(Saved entries)

━━━━

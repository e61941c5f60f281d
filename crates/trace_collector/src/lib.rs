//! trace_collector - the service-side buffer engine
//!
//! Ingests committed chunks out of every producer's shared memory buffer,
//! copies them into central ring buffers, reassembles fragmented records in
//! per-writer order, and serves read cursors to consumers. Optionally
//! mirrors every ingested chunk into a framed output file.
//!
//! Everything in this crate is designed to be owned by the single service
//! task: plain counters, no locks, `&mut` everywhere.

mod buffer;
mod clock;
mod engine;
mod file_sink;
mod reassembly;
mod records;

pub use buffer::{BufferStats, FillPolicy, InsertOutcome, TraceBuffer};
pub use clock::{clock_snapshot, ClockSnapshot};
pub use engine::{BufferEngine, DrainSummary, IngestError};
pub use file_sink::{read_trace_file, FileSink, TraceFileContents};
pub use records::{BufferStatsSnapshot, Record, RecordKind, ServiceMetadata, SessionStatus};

━━━━

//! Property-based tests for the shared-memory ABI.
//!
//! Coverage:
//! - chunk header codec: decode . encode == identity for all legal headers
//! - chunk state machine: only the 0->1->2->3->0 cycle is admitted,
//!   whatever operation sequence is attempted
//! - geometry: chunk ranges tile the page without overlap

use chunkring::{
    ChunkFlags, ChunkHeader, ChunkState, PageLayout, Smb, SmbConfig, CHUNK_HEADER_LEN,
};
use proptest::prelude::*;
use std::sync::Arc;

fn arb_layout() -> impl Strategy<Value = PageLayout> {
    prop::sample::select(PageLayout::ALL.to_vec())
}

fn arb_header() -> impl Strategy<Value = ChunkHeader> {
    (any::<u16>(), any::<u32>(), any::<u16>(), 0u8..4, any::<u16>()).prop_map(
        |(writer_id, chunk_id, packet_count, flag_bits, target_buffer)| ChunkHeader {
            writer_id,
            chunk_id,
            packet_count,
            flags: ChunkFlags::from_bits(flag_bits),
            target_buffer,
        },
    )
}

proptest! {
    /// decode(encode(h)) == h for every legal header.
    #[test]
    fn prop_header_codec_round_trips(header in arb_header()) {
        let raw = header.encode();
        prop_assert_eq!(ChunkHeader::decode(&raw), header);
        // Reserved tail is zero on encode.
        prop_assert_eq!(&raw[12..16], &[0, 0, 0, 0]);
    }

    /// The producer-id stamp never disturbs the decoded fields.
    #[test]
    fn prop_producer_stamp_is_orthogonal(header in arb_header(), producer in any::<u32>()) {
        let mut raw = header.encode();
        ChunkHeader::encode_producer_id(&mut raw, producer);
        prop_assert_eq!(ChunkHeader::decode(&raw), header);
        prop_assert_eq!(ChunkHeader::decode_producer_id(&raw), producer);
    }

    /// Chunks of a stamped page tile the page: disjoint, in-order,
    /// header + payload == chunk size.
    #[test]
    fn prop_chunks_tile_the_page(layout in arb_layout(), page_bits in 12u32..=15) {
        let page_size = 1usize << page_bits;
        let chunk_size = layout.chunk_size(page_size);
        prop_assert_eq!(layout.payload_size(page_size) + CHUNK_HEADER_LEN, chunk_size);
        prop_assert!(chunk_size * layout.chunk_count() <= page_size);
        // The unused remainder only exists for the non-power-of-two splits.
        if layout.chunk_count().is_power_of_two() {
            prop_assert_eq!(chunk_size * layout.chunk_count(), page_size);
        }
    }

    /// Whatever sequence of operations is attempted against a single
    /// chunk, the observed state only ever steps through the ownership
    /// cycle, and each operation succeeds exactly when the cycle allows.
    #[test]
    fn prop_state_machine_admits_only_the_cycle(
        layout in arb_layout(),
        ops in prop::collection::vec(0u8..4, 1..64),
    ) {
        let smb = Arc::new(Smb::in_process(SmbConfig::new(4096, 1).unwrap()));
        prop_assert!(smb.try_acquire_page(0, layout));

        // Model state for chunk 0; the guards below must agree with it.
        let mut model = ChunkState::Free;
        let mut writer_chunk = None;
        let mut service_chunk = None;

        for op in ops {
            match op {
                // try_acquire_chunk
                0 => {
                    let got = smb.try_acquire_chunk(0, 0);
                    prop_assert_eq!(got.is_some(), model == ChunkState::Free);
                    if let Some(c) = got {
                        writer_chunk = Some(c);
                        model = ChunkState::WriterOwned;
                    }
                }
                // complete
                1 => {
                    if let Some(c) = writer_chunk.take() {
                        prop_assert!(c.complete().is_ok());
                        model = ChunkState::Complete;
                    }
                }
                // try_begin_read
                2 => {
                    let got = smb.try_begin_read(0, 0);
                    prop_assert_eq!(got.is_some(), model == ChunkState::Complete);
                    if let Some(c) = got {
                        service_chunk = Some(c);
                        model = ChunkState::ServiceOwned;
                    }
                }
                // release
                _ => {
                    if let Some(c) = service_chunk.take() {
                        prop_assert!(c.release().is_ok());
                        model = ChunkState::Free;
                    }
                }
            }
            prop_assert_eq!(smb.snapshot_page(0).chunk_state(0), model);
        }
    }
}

━━━━

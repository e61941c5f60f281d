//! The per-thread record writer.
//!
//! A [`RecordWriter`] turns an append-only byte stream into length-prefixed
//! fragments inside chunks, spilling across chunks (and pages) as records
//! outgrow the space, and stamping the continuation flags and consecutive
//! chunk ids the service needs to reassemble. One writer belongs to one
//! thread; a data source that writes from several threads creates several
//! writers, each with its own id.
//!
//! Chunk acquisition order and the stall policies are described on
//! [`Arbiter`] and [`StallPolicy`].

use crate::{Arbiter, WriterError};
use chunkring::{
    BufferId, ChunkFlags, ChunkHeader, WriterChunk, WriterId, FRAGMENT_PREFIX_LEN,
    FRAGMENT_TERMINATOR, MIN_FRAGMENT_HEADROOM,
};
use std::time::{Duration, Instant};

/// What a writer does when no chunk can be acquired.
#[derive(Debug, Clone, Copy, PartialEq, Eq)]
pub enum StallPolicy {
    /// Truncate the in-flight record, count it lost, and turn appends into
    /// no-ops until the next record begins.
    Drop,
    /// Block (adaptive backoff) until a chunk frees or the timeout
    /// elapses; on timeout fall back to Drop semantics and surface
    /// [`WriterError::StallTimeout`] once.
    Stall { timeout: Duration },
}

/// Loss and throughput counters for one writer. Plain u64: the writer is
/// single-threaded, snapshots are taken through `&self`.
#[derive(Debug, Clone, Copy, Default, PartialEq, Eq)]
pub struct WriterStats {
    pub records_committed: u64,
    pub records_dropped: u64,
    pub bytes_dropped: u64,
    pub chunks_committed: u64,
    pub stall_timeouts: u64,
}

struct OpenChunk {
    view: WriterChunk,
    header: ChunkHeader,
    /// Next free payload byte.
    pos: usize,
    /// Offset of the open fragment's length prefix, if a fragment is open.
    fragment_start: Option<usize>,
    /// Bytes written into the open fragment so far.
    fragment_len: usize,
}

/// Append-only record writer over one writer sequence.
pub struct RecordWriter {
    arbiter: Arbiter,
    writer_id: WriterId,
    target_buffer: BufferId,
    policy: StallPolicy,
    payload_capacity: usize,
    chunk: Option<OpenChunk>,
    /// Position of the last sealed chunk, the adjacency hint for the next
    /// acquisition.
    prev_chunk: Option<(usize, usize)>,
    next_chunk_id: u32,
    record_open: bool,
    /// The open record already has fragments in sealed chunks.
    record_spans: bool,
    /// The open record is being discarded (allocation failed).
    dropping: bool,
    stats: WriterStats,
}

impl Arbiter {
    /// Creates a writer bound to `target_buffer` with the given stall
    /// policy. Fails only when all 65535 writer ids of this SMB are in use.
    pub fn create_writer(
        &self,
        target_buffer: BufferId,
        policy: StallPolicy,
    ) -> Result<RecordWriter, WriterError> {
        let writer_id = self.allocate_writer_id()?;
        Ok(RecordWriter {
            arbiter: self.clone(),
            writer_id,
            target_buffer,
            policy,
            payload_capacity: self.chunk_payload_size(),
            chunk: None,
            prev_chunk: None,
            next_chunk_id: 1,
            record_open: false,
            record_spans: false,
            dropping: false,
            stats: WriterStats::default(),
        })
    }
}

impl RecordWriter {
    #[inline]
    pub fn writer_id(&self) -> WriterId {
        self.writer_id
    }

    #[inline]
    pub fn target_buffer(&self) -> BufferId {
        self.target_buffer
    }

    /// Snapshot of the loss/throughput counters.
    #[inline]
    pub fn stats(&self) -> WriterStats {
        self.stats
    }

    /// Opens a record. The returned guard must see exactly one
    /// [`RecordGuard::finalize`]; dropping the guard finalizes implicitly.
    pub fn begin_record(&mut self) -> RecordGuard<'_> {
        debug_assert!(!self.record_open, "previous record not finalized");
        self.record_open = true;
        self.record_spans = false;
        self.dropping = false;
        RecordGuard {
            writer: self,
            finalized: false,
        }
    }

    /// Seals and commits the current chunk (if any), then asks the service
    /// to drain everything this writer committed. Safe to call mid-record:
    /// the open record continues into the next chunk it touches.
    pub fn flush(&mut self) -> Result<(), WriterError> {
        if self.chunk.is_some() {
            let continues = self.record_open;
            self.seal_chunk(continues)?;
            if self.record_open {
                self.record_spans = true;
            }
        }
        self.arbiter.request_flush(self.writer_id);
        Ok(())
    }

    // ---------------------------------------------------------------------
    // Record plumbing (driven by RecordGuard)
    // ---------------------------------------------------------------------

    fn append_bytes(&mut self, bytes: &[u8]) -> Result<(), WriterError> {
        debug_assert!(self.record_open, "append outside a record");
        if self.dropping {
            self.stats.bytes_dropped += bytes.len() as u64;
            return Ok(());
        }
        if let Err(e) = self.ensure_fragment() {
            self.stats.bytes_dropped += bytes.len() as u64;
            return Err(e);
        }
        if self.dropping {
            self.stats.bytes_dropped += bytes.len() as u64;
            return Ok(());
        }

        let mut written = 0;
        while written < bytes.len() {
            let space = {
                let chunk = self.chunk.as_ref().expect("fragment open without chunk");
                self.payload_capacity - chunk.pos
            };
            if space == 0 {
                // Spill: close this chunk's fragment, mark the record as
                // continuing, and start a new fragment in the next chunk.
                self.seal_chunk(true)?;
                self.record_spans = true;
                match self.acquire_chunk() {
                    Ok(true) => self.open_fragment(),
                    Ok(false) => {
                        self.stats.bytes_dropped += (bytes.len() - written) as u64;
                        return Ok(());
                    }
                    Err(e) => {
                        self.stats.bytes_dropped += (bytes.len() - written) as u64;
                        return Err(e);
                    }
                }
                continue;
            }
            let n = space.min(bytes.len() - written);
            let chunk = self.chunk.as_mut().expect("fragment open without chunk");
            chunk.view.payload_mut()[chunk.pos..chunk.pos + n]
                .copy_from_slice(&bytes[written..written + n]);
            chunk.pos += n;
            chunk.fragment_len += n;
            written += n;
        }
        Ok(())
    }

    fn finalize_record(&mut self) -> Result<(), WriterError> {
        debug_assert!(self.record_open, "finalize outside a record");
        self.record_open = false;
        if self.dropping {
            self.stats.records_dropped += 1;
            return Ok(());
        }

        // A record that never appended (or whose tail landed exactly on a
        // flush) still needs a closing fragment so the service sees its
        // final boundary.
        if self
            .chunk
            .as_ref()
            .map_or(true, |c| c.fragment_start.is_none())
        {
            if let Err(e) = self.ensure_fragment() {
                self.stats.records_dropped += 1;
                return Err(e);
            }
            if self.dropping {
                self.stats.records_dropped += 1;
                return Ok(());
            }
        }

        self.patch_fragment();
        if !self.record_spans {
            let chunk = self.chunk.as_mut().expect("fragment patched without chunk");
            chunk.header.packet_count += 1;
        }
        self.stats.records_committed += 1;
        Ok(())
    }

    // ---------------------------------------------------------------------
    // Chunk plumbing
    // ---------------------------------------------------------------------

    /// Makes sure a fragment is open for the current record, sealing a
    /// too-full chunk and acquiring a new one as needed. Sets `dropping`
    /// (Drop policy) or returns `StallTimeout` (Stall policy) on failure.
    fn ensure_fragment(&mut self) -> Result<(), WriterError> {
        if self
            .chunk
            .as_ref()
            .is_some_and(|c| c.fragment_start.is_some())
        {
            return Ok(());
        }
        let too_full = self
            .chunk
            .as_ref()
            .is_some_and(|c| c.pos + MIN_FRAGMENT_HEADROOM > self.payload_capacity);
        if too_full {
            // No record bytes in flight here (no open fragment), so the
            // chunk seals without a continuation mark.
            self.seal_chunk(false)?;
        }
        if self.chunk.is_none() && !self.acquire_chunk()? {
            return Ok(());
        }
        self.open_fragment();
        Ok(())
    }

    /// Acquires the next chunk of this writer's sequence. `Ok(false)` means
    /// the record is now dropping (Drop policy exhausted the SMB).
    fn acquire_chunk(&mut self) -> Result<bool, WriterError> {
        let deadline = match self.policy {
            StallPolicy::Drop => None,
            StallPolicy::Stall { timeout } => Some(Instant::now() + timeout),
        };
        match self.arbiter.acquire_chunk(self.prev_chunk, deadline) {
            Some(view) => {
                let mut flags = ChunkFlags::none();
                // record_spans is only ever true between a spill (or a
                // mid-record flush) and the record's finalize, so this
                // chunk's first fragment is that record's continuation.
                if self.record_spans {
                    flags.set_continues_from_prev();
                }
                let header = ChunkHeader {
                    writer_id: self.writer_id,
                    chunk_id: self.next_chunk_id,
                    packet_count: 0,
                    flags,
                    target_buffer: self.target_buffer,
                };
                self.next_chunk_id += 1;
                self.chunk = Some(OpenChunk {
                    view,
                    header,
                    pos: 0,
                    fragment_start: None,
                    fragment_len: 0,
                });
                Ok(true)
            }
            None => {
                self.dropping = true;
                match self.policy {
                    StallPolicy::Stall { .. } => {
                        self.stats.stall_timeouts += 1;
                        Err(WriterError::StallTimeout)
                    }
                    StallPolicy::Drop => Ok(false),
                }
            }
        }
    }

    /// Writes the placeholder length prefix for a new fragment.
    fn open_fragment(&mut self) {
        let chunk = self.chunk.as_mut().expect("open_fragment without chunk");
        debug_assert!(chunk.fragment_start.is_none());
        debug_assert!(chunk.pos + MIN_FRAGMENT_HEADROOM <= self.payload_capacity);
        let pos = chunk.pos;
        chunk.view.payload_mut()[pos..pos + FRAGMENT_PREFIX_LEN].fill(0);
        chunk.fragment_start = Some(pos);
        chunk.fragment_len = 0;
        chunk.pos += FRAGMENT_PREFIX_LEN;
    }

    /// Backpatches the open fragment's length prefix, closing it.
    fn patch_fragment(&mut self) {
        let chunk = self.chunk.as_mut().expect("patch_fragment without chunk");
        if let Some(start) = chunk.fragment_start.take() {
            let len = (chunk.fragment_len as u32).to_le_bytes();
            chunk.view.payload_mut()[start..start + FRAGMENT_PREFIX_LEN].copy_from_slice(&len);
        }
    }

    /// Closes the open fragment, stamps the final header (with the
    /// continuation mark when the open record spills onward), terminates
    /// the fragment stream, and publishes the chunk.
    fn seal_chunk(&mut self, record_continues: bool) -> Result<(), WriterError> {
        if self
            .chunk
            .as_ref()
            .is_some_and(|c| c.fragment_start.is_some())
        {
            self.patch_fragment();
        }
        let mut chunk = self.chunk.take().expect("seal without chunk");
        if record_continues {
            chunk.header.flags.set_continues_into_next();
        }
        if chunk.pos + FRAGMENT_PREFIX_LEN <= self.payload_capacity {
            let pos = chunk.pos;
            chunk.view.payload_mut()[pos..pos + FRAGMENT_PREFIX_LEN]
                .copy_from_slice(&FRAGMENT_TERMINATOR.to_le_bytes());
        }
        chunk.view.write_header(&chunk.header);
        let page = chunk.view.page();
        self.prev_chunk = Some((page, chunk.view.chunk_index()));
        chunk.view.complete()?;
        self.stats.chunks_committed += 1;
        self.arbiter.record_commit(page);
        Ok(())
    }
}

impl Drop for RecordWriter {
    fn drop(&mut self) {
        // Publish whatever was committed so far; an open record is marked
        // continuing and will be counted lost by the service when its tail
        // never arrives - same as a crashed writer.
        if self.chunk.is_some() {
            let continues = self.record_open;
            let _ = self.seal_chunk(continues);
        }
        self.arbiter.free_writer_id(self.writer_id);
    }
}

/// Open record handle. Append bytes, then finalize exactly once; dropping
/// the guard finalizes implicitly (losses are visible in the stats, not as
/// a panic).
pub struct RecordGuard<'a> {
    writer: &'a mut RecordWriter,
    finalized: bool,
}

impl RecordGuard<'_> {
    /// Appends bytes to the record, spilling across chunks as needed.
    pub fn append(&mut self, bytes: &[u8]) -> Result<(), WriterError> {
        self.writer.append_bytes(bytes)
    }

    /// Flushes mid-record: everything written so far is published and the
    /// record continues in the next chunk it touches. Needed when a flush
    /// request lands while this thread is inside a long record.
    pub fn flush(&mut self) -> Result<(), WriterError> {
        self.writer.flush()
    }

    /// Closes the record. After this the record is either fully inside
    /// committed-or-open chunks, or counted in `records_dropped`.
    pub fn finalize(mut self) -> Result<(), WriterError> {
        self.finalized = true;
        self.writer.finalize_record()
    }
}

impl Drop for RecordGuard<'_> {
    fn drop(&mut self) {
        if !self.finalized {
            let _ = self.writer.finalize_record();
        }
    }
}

━━━━

Your reply is to repeat, unchanged, the lines above running from the one with "pub struct WriterStats" up to and including the one with "fragment so far.".

**Written solution**
pub struct WriterStats {
    pub records_committed: u64,
    pub records_dropped: u64,
    pub bytes_dropped: u64,
    pub chunks_committed: u64,
    pub stall_timeouts: u64,
}

struct OpenChunk {
    view: WriterChunk,
    header: ChunkHeader,
    /// Next free payload byte.
    pos: usize,
    /// Offset of the open fragment's length prefix, if a fragment is open.
    fragment_start: Option<usize>,
    /// Bytes written into the open fragment so far.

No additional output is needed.